Re: [REPORT] kernel BUG at fs/ext4/inode.c:2620 - page_buffers()

From: John Hubbard
Date: Wed Feb 23 2022 - 19:44:26 EST


On 2/23/22 3:31 PM, Theodore Ts'o wrote:
> On Thu, Feb 17, 2022 at 10:33:34PM -0800, John Hubbard wrote:
>>
>> Just a small thing I'll say once, to get it out of my system. No action
>> required here, I just want it understood:
>>
>> Before commit 803e4572d7c5 ("mm/process_vm_access: set FOLL_PIN via
>> pin_user_pages_remote()"), you would have written that like this:
>>
>> "process_vm_writev() is dirtying pages without properly warning the file
>> system in advance..."
>>
>> Because, there were many callers that were doing this:
>>
>> get_user_pages*()
>> ...use the pages...
>>
>> for_each_page() {
>> set_page_dirty*()
>> put_page()
>> }
>
> Sure, but that's not sufficient when modifying file-backed pages.

We are in complete agreement. I was just trying to hint (too subtly)
that the problem is ages old, and after doing all this work on the
prerequisites to solving it (pin_user_pages() is a prerequisite), it kind
of bothers me to see a commit with "work around bugs in mm/gup.c" in the
title. That's all. :)


> Previously, there was only two ways of modifying file-backed pages in
> the page cache --- either using the write(2) system call, or when a
> mmaped page is modified by the userspace.
>
> In the case of write(2), the file system gets notified before the page
> cache is modified by a call to the address operation's write_begin()
> call, and after the page cache is modified, the address operation's
> write_end() call lets the file system know that the modification is
> done. After the write is done, the 30 second writeback timer is
> triggered, and in the case of ext4's data=journalling mode, we close
> the ext4 micro-transation (and therefore the time between write_begin
> and write_end calls needs to be minimal); otherwise this can block
> ext4 transactions.
>
> In the case of a user page fault, the address operation's
> page_mkwrite() is called, and at that point we will allocate any
> blocks needed to back memory if necessary (in the case of delayed
> allocation, file system space has to get reserved). The problem here
> for remote access is that page_mkwrite() can block, and it can
> potentially fail (e.g., with ENOSPC or ENOMEM). This is also why we
> can't just add the page buffers and do the file system allocation in
> set_page_dirty(), since set_page_dirty() isn't allowed to block.
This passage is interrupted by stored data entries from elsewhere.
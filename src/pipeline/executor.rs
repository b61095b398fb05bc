//! Pipeline assembly and lifecycle.
//!
//! [`PipelineBuilder`] turns a [`PipelineConfig`] into a [`Pipeline`] that
//! owns every buffer. Starting it spawns `producers + 5` stage threads,
//! downstream first; waiting joins all of them and folds their reports into a
//! [`RunReport`]. Buffers are created before any thread starts and dropped
//! only after the last stage thread has been joined.

use crate::config::PipelineConfig;
use crate::pipeline::buffer::BoundedBuffer;
use crate::pipeline::error::PipelineResult;
use crate::pipeline::nodes::{
    CategoryBuffers, CoEditorNode, DispatchReport, DispatcherNode, EditReport, ProducerNode,
    ProducerReport, ScreenManagerNode, ScreenReport, ScreenSink,
};
use crate::pipeline::stage::{self, StageHandle};
use crate::types::{Category, CategoryCounts, Message};
use std::sync::Arc;
use std::time::Duration;

/// Builds a [`Pipeline`] from a config, with optional overrides.
#[derive(Debug, Clone)]
pub struct PipelineBuilder {
    config: PipelineConfig,
}

impl PipelineBuilder {
    pub fn new(config: PipelineConfig) -> Self {
        Self { config }
    }

    /// Fix the base seed for producer category choice.
    pub fn seed(mut self, seed: u64) -> Self {
        self.config.settings.seed = Some(seed);
        self
    }

    /// Override the co-editors' per-article delay.
    pub fn edit_delay(mut self, delay: Duration) -> Self {
        self.config.settings.edit_delay_ms = u64::try_from(delay.as_millis()).unwrap_or(u64::MAX);
        self
    }

    /// Allocate every buffer.
    ///
    /// # Errors
    ///
    /// Returns [`crate::pipeline::PipelineError::ZeroCapacity`] if any
    /// configured capacity is 0.
    pub fn build(self) -> PipelineResult<Pipeline> {
        let config = self.config;
        let seed = config.settings.seed.unwrap_or_else(rand::random);

        let producer_buffers = config
            .producers
            .iter()
            .map(|p| BoundedBuffer::new(format!("producer-{}", p.id), p.queue_size).map(Arc::new))
            .collect::<PipelineResult<Vec<_>>>()?;
        let categories = CategoryBuffers::with_capacity(config.co_editor_queue_size)?;
        let screen = Arc::new(BoundedBuffer::new("screen", config.co_editor_queue_size)?);

        Ok(Pipeline {
            config,
            seed,
            producer_buffers,
            categories,
            screen,
        })
    }
}

/// A fully allocated, not yet running pipeline.
#[derive(Debug)]
pub struct Pipeline {
    config: PipelineConfig,
    seed: u64,
    producer_buffers: Vec<Arc<BoundedBuffer>>,
    categories: CategoryBuffers,
    screen: Arc<BoundedBuffer>,
}

impl Pipeline {
    /// Base seed; producer `i` uses `seed + i`.
    pub fn seed(&self) -> u64 {
        self.seed
    }

    pub fn config(&self) -> &PipelineConfig {
        &self.config
    }

    /// Run to completion, writing screen output to `sink`.
    pub fn run<S: ScreenSink>(self, sink: S) -> PipelineResult<RunReport> {
        self.start(sink)?.wait()
    }

    /// Spawn every stage thread and return without waiting.
    ///
    /// # Errors
    ///
    /// Returns [`crate::pipeline::PipelineError::Spawn`] if a thread cannot be
    /// created. Before returning, a sentinel is inserted on behalf of every
    /// stage that never started, and the stages that did start are joined,
    /// so no thread outlives the failed call.
    pub fn start<S: ScreenSink>(self, sink: S) -> PipelineResult<RunningPipeline> {
        tracing::info!(
            producers = self.config.producers.len(),
            seed = self.seed,
            edit_delay_ms = self.config.settings.edit_delay_ms,
            "Starting pipeline"
        );

        let mut started = StartedStages::default();
        if let Err(e) = self.spawn_stages(sink, &mut started) {
            tracing::error!("{}; stopping stages already started", e);
            started.unwind(&self);
            return Err(e);
        }

        let StartedStages {
            screen: Some(screen),
            co_editors,
            dispatcher: Some(dispatcher),
            producers,
        } = started
        else {
            unreachable!("every stage spawned without error");
        };

        Ok(RunningPipeline {
            pipeline: self,
            producers,
            dispatcher,
            co_editors,
            screen,
        })
    }

    /// Spawn downstream first, recording each handle as it starts.
    fn spawn_stages<S: ScreenSink>(
        &self,
        sink: S,
        started: &mut StartedStages,
    ) -> PipelineResult<()> {
        let edit_delay = self.config.settings.edit_delay();

        started.screen = Some(stage::spawn(ScreenManagerNode::new(
            Arc::clone(&self.screen),
            sink,
        ))?);

        for category in Category::ALL {
            started.co_editors.push(stage::spawn(CoEditorNode::new(
                category,
                Arc::clone(self.categories.get(category)),
                Arc::clone(&self.screen),
                edit_delay,
            ))?);
        }

        started.dispatcher = Some(stage::spawn(DispatcherNode::new(
            self.producer_buffers.clone(),
            self.categories.clone(),
        ))?);

        for (i, (spec, buffer)) in self
            .config
            .producers
            .iter()
            .zip(&self.producer_buffers)
            .enumerate()
        {
            let seed = self.seed.wrapping_add(i as u64);
            started.producers.push(stage::spawn(ProducerNode::new(
                spec.clone(),
                Arc::clone(buffer),
                seed,
            ))?);
        }
        Ok(())
    }
}

/// Stage handles collected while a pipeline starts.
#[derive(Debug, Default)]
struct StartedStages {
    screen: Option<StageHandle<ScreenReport>>,
    co_editors: Vec<StageHandle<EditReport>>,
    dispatcher: Option<StageHandle<DispatchReport>>,
    producers: Vec<StageHandle<ProducerReport>>,
}

impl StartedStages {
    /// Finish a partial start: send the sentinels the missing stages would
    /// have sent, then join everything that is running.
    ///
    /// Stages start downstream first, so every buffer written here is empty
    /// and has a live consumer; no insert blocks for long.
    fn unwind(self, pipeline: &Pipeline) {
        if self.screen.is_none() {
            return;
        }

        if self.dispatcher.is_none() {
            for category in Category::ALL {
                pipeline.categories.get(category).insert(Message::Done);
            }
            for _ in self.co_editors.len()..Category::COUNT {
                pipeline.screen.insert(Message::Done);
            }
        } else {
            for buffer in &pipeline.producer_buffers[self.producers.len()..] {
                buffer.insert(Message::Done);
            }
        }

        for handle in self.producers {
            let _ = handle.join();
        }
        if let Some(handle) = self.dispatcher {
            let _ = handle.join();
        }
        for handle in self.co_editors {
            let _ = handle.join();
        }
        if let Some(handle) = self.screen {
            let _ = handle.join();
        }
    }
}

/// Handles to every stage thread of a started pipeline.
#[derive(Debug)]
pub struct RunningPipeline {
    /// Keeps the buffers alive until every stage is joined.
    pipeline: Pipeline,
    producers: Vec<StageHandle<ProducerReport>>,
    dispatcher: StageHandle<DispatchReport>,
    co_editors: Vec<StageHandle<EditReport>>,
    screen: StageHandle<ScreenReport>,
}

impl RunningPipeline {
    /// Join every stage and collect the run report.
    ///
    /// # Errors
    ///
    /// Returns [`crate::pipeline::PipelineError::StagePanicked`] for the first
    /// stage (in join order) that panicked.
    pub fn wait(self) -> PipelineResult<RunReport> {
        let screen = self.screen.join()?;

        let mut edited = CategoryCounts::new();
        for handle in self.co_editors {
            let report = handle.join()?;
            edited[report.category] += report.forwarded;
        }

        let dispatch = self.dispatcher.join()?;

        let produced = self
            .producers
            .into_iter()
            .map(StageHandle::join)
            .collect::<PipelineResult<Vec<_>>>()?;

        let report = RunReport {
            seed: self.pipeline.seed,
            produced,
            dispatch,
            edited,
            screen,
        };
        tracing::info!(
            produced = report.produced_total(),
            displayed = report.displayed(),
            dropped = report.dispatch.dropped,
            "Pipeline finished"
        );
        Ok(report)
    }
}

/// Per-stage summaries of a completed run.
#[derive(Debug, Clone, PartialEq, Eq)]
pub struct RunReport {
    /// Base seed the producers used
    pub seed: u64,
    /// One entry per producer, in config order
    pub produced: Vec<ProducerReport>,
    pub dispatch: DispatchReport,
    /// Articles each co-editor forwarded
    pub edited: CategoryCounts,
    pub screen: ScreenReport,
}

impl RunReport {
    /// Articles emitted by all producers
    pub fn produced_total(&self) -> u64 {
        self.produced.iter().map(|p| p.emitted.total()).sum()
    }

    /// Articles handed to the screen sink
    pub fn displayed(&self) -> u64 {
        self.screen.displayed
    }

    /// Every article is accounted for at every stage boundary.
    pub fn is_conserved(&self) -> bool {
        self.produced_total() == self.dispatch.routed.total() + self.dispatch.dropped
            && self.dispatch.routed == self.edited
            && self.edited.total() == self.screen.displayed
    }
}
Oh yes. Believe me, I am well-versed in that story! But it's always
nice to hear it again, especially from a file system maintainer.
Each time there is something new, such as the micro-transaction detail.

>
> One approach might be to make all of the pages writeable when
> pin_user_pages_remote() is called. That that would mean that in the
> case of remote access via process_vm_writev or RDMA, all of the blocks
> will be allocated early. But that's probably better since at that
> point the userspace code is in a position to receive the error when
> setting up the RDMA memory, and we don't want to be asking the file
> system to do block allocation when incoming data is coming in from
> Infiniband or iWARP.

So it sounds like the file lease idea, yes? I'm hoping that that
is still viable. I still think it's a good LSF/MM topic, to work through.

>
>> I see that ext4_warning_inode() has rate limiting, but it doesn't look
>> like it's really intended for a per-page rate. It looks like it is
>> per-superblock (yes?), so I suspect one instance of this problem, with
>> many pages involved, could hit the limit.
>>
>> Often, WARN_ON_ONCE() is used with per-page assertions. That's not great
>> either, but it might be better here. OTOH, I have minimal experience
>> with ext4_warning_inode() and maybe it really is just fine with per-page
>> failure rates.
>
> With the syzbot reproducer, we're not actually triggering the rate
> limiter, since the ext4 warning is only getting hit a bit more than
> once every 4 seconds. And I'm guessing that in the real world, people
> aren't actually trying to do remote direct access to file-backed
> memory, at least not using ext4, since that's an invitation to a
> kernel crash, and we would have gotten user complaints. If some user

Actually...I can confirm that real customers really are doing *exactly*
that! Despite the kernel crashes--because the crashes don't always
happen unless you have a large (supercomputer-sized) installation. And
even then it is not always root-caused properly.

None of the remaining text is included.